*** Exercise inputs ***
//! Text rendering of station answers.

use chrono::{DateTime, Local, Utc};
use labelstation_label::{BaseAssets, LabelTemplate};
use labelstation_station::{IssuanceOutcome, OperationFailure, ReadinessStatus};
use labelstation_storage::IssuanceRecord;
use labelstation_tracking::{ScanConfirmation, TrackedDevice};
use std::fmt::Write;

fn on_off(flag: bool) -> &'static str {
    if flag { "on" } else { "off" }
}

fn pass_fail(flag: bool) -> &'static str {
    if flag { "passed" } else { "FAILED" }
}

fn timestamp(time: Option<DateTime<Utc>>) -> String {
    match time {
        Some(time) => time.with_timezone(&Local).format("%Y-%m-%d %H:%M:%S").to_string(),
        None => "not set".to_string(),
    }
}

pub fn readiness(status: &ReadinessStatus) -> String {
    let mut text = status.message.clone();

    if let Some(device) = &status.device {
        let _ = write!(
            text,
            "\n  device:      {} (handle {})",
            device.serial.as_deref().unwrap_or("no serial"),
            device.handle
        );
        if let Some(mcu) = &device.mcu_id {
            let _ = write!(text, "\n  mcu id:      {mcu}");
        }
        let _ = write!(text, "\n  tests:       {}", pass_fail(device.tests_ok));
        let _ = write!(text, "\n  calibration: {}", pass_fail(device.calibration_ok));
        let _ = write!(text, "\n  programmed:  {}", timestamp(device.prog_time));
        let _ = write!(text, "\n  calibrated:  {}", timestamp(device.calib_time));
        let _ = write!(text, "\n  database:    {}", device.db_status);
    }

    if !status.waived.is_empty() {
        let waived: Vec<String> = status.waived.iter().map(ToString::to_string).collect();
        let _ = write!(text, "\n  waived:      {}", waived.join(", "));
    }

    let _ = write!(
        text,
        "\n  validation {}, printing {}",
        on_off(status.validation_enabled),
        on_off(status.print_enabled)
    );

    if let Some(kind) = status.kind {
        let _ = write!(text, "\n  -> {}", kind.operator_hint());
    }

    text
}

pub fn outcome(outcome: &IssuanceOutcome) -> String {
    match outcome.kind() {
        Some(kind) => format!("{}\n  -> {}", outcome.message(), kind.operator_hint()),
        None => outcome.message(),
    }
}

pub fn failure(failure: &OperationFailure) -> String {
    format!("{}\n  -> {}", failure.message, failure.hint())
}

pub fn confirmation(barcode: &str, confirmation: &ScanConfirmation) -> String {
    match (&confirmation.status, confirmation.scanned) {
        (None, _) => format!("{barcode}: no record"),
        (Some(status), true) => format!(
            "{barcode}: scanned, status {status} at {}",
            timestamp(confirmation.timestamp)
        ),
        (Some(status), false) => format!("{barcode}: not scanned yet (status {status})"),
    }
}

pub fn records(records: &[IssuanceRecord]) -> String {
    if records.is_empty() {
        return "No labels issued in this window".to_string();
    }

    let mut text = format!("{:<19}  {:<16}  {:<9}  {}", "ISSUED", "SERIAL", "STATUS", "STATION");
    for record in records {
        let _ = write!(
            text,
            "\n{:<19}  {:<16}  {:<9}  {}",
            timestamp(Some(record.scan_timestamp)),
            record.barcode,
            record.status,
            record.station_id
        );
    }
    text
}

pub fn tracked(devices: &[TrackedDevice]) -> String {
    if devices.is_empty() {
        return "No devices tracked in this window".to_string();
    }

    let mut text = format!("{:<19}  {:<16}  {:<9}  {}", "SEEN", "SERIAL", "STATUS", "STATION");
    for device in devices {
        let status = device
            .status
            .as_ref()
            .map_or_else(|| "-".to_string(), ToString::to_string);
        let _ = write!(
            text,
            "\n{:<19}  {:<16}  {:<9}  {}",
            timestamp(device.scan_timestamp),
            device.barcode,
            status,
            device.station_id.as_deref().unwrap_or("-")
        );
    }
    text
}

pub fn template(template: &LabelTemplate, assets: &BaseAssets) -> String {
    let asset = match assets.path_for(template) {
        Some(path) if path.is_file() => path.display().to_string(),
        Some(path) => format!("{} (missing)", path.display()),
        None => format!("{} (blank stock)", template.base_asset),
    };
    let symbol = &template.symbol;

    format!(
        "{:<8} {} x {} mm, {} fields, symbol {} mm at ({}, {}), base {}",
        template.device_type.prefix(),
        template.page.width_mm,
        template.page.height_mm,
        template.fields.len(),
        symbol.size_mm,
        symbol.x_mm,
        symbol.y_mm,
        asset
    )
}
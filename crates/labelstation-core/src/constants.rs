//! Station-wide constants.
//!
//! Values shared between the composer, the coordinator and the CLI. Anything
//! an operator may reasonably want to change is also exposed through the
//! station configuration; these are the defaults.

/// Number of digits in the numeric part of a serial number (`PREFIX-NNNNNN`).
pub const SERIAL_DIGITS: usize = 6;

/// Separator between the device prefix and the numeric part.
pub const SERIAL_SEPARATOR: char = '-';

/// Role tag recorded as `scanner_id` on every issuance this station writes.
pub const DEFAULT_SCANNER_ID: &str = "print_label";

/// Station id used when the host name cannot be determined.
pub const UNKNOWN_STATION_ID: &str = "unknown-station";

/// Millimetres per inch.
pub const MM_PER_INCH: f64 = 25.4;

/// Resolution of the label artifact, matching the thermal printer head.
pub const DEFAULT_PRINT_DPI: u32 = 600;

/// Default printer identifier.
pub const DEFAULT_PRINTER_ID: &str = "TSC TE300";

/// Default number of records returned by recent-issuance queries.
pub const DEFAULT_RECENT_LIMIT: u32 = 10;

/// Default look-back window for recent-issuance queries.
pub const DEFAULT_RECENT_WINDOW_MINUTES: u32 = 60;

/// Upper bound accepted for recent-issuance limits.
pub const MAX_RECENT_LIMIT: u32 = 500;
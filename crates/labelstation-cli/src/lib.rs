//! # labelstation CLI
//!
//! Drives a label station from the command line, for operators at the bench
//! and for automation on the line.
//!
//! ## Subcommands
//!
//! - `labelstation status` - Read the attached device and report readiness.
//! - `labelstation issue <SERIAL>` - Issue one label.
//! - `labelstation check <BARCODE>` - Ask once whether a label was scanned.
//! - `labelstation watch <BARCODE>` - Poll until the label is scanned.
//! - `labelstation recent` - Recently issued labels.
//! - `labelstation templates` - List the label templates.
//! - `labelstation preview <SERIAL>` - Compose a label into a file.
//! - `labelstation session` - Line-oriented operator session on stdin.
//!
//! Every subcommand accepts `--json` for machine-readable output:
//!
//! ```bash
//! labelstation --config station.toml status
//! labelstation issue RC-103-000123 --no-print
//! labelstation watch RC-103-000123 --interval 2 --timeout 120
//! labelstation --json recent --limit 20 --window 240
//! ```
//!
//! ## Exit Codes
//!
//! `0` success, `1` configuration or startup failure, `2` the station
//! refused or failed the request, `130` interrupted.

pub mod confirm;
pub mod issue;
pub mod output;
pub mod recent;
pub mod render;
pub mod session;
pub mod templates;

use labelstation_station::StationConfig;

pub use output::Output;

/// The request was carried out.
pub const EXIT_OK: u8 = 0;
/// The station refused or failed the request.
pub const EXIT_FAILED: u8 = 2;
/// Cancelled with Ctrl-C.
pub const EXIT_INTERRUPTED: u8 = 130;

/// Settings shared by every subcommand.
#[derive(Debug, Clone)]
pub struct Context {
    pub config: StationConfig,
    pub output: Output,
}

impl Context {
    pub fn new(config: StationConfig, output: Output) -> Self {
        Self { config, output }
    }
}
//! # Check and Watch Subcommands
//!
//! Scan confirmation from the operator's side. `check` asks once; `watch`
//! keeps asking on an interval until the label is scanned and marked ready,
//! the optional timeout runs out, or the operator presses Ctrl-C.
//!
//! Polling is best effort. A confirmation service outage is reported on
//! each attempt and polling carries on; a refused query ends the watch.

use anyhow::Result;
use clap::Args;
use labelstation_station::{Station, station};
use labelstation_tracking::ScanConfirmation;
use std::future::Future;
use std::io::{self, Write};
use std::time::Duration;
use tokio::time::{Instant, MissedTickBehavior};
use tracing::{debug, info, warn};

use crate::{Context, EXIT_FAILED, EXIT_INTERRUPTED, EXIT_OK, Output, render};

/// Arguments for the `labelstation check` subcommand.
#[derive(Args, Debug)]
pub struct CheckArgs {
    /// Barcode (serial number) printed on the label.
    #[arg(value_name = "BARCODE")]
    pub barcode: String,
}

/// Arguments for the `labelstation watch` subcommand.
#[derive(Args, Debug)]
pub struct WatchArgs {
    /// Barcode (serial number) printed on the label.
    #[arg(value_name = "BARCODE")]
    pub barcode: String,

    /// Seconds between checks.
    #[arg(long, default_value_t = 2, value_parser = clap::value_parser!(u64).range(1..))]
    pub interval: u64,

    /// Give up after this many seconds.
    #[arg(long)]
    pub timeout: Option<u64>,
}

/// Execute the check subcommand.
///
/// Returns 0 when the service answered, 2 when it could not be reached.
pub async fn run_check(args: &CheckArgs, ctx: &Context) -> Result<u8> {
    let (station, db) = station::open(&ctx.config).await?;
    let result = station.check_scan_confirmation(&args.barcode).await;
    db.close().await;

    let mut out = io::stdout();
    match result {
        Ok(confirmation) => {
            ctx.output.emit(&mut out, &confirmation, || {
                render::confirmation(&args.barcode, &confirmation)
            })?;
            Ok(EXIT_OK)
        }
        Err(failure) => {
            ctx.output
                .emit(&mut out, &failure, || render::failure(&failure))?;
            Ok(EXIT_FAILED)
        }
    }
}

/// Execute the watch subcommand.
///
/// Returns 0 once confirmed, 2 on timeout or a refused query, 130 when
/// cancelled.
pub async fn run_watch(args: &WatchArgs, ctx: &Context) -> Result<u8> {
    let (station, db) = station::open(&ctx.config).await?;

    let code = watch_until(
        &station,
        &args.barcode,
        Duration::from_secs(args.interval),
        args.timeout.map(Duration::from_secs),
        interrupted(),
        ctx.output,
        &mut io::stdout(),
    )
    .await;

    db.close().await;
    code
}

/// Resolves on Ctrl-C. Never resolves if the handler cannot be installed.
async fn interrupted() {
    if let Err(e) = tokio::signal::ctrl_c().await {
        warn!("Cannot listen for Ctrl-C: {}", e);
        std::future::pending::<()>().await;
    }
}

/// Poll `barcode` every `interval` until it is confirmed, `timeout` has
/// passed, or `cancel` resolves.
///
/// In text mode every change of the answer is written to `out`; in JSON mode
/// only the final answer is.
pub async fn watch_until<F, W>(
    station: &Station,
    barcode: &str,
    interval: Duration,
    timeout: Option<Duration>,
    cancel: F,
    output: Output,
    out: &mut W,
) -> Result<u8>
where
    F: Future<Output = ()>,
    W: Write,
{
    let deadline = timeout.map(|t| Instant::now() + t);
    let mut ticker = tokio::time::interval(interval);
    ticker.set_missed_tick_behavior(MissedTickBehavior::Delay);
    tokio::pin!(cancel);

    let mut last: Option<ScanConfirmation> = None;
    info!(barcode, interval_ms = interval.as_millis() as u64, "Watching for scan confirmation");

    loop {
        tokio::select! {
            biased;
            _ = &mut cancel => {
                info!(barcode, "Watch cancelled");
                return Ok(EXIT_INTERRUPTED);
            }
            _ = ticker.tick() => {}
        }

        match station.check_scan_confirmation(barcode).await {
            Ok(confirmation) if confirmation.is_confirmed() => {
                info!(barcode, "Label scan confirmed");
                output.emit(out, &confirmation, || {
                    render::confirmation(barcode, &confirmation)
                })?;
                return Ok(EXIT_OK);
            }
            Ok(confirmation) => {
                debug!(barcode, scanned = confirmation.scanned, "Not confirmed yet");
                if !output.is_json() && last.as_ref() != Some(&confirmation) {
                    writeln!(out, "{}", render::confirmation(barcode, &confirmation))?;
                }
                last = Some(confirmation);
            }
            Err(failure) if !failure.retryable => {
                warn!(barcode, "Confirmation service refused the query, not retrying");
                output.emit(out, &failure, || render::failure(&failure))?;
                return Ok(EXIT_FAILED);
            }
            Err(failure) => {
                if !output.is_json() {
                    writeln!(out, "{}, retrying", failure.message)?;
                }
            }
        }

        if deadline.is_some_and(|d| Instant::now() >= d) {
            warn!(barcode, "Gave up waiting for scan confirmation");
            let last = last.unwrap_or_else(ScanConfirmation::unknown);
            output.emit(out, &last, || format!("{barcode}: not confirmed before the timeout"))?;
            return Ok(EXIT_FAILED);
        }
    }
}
***
*** Exercise inputs ***
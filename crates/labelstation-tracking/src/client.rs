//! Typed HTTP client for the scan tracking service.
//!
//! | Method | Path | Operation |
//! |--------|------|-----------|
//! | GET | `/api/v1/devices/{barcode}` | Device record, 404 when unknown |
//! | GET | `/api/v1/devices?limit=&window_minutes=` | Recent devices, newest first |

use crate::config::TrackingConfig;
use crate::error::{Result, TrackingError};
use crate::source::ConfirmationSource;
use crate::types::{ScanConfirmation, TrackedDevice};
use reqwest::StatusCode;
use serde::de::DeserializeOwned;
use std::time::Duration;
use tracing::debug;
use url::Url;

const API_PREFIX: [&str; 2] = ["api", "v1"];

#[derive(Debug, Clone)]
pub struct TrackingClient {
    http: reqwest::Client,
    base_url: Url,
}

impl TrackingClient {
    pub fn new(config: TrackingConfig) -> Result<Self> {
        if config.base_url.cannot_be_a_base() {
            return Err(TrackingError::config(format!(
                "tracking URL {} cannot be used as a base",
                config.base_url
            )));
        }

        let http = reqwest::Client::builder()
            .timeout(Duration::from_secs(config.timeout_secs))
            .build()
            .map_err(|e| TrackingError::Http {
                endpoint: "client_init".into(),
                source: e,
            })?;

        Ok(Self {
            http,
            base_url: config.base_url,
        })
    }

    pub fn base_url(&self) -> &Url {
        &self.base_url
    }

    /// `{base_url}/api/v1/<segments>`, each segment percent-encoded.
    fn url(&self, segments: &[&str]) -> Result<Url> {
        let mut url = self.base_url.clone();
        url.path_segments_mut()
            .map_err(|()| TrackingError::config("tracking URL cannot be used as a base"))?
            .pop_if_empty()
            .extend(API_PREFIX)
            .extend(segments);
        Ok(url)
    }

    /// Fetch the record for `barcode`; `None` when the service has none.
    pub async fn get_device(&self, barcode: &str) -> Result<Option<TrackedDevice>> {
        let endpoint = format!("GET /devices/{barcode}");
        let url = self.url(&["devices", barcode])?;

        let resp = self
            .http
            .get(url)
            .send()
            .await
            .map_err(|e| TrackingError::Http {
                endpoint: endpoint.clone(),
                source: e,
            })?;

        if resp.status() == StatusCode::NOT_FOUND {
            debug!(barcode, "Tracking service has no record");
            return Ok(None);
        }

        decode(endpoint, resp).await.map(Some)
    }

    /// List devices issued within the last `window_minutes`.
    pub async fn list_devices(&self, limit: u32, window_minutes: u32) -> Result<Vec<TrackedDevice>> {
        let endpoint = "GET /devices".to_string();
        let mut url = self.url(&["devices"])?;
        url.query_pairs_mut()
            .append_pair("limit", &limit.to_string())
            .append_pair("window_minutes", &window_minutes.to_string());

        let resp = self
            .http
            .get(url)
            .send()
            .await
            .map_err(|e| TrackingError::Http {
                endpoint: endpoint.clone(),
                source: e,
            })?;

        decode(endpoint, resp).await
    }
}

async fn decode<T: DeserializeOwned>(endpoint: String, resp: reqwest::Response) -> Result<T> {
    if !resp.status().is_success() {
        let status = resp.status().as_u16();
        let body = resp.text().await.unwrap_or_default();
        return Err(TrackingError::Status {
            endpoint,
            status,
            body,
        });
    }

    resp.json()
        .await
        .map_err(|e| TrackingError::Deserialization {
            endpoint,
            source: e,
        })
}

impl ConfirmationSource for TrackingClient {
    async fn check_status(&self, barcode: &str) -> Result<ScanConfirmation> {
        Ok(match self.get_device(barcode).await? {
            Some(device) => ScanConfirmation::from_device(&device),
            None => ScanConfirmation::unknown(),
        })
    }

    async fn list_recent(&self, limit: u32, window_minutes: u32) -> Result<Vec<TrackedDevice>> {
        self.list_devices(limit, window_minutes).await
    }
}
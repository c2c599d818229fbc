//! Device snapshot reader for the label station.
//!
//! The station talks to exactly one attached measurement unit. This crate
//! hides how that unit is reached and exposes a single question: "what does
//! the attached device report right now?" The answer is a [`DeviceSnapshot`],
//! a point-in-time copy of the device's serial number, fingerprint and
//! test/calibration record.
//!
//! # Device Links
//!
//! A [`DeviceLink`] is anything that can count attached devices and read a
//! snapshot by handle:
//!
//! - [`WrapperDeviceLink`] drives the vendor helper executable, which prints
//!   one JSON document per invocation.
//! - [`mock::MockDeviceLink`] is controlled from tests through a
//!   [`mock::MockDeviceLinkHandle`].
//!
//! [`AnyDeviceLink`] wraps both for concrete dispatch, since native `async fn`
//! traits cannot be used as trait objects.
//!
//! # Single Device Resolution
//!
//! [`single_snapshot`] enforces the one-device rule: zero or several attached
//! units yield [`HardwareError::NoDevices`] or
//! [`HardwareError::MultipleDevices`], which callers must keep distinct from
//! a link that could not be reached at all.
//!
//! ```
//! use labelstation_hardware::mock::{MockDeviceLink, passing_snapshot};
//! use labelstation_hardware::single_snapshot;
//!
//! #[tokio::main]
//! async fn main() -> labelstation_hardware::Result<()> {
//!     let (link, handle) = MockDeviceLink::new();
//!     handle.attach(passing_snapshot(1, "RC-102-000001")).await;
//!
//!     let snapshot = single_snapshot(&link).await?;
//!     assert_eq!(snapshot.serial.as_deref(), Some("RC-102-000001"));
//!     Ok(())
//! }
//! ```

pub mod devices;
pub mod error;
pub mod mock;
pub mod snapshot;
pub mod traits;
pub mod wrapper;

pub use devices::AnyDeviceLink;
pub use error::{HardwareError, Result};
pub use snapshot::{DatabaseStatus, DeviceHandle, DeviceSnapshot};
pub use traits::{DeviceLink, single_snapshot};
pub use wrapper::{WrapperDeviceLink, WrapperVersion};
***
*** Exercise inputs ***
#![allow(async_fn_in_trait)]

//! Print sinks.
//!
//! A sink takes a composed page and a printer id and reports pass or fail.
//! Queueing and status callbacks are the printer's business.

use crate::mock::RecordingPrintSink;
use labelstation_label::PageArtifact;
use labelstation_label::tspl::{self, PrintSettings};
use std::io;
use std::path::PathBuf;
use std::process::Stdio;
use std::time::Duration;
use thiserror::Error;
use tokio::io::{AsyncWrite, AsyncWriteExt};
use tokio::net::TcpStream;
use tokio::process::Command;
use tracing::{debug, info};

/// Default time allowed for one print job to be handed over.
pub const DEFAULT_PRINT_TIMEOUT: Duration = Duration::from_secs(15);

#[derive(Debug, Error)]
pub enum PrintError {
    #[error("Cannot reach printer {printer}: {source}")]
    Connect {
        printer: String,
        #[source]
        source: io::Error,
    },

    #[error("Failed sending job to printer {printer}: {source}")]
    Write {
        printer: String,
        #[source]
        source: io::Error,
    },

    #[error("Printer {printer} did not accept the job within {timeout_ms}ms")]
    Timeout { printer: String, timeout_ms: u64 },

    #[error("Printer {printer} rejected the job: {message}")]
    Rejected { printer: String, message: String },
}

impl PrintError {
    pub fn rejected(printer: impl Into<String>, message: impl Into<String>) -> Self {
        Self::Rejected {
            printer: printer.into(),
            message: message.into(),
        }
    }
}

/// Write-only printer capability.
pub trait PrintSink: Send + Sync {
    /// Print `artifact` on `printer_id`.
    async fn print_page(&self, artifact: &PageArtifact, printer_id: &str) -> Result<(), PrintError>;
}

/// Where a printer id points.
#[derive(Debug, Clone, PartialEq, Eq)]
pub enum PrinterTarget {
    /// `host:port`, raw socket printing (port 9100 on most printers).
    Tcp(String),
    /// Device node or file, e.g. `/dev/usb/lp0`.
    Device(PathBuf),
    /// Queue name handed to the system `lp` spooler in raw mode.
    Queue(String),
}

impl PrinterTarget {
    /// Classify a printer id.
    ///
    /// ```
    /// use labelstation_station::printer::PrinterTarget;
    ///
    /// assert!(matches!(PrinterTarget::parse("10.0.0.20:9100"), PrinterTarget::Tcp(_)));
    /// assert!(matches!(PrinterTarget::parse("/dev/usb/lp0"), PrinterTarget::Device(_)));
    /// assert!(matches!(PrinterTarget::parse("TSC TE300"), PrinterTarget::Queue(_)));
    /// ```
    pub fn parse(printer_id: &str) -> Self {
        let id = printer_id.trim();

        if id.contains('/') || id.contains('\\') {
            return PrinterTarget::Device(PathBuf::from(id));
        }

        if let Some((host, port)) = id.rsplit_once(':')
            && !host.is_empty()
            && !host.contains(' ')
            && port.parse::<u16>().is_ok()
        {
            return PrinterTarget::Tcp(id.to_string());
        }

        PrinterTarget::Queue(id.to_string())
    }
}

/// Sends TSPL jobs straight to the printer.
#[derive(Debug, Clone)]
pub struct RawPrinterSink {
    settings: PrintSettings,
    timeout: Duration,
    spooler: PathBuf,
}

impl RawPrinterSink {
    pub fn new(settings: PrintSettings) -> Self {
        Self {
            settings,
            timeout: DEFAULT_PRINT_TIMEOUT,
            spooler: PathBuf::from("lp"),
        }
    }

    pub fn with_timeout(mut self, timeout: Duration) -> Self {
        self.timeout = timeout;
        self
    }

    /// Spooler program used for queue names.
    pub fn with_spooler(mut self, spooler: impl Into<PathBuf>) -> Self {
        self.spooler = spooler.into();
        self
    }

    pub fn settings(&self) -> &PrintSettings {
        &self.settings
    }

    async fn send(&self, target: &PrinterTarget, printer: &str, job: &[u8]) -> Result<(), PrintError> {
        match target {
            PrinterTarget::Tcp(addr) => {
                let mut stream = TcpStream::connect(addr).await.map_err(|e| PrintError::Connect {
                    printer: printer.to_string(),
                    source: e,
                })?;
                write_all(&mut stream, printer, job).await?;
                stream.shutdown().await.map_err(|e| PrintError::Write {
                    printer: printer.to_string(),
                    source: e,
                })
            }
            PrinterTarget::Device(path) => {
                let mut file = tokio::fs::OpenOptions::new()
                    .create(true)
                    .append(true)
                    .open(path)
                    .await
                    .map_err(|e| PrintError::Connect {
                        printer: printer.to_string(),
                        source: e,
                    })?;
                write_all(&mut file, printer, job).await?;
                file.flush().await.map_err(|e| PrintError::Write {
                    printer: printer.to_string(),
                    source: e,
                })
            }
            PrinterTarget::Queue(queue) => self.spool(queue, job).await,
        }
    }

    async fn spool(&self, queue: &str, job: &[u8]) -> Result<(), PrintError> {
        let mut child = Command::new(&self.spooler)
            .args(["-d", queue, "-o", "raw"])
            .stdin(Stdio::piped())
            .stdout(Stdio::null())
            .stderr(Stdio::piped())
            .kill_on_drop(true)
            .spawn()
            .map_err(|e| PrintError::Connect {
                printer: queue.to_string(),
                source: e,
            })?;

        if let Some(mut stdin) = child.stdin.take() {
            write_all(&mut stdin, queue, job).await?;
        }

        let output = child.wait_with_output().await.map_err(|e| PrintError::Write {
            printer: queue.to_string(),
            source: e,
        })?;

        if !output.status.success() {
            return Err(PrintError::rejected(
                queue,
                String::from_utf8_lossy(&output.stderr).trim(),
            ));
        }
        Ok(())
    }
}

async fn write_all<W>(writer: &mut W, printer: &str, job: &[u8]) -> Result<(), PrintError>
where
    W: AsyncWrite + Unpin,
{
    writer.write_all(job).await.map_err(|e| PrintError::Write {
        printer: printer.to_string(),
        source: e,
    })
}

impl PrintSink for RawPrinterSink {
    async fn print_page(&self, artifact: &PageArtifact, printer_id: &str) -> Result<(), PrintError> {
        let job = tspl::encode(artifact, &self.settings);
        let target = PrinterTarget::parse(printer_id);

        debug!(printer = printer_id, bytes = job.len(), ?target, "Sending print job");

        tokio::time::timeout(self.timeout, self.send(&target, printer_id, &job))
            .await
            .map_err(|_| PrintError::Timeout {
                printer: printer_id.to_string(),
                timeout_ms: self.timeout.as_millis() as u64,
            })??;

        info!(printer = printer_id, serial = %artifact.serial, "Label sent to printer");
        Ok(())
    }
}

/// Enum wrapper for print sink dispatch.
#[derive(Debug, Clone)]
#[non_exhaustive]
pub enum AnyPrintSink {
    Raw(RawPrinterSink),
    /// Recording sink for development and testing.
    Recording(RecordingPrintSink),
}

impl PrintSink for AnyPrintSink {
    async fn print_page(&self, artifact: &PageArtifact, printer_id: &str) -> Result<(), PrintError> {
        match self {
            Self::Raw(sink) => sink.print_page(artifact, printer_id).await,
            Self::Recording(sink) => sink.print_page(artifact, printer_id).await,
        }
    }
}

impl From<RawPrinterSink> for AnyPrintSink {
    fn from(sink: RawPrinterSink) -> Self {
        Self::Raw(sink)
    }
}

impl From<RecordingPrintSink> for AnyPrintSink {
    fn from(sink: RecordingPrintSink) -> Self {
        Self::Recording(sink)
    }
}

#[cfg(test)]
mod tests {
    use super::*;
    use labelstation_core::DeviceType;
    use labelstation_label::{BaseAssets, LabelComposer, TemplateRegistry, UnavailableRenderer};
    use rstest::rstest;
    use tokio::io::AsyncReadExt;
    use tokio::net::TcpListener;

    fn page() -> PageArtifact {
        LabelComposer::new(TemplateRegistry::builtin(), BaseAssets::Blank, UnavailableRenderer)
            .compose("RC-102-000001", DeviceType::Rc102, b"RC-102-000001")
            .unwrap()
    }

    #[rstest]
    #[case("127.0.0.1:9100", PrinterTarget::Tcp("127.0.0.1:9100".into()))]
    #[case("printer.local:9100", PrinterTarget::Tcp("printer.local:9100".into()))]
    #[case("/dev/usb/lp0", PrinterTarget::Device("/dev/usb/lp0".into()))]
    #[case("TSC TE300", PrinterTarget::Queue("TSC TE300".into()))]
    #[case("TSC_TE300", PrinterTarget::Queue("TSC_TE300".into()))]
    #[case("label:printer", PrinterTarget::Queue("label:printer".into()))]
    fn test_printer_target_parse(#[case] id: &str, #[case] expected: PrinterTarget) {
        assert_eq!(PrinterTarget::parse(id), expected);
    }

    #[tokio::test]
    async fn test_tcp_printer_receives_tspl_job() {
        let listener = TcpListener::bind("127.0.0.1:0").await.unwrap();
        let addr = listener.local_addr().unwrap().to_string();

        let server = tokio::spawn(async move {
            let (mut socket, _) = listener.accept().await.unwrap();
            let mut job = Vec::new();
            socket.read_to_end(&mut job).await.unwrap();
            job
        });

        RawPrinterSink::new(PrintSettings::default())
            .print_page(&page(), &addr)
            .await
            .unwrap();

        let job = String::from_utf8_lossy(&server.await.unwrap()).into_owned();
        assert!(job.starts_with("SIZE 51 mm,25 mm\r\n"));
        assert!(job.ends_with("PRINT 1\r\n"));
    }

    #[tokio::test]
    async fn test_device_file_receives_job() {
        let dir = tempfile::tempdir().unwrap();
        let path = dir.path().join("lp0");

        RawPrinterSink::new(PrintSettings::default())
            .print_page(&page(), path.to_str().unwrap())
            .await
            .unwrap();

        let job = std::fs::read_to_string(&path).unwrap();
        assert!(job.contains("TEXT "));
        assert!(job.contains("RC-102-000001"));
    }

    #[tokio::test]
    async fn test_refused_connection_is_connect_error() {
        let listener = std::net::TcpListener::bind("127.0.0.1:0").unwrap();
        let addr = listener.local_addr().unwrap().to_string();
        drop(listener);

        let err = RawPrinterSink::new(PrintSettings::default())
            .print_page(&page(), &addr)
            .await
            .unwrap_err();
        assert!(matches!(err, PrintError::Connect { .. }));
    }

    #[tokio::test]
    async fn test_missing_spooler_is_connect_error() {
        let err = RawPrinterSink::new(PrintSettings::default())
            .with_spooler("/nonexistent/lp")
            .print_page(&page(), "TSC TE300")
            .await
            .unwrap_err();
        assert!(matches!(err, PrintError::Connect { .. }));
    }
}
***
### What you need to do
What is asked for is an exact copy of the lines above from the one containing "pub const DEFAULT_RECENT_WINDOW_MINUTES: u32" through the one containing "label was scanned.", and only those.

### Task result
pub const DEFAULT_RECENT_WINDOW_MINUTES: u32 = 60;

/// Upper bound accepted for recent-issuance limits.
pub const MAX_RECENT_LIMIT: u32 = 500;
filename crates/labelstation-cli/src/lib.rs
//! # labelstation CLI
//!
//! Drives a label station from the command line, for operators at the bench
//! and for automation on the line.
//!
//! ## Subcommands
//!
//! - `labelstation status` - Read the attached device and report readiness.
//! - `labelstation issue <SERIAL>` - Issue one label.
//! - `labelstation check <BARCODE>` - Ask once whether a label was scanned.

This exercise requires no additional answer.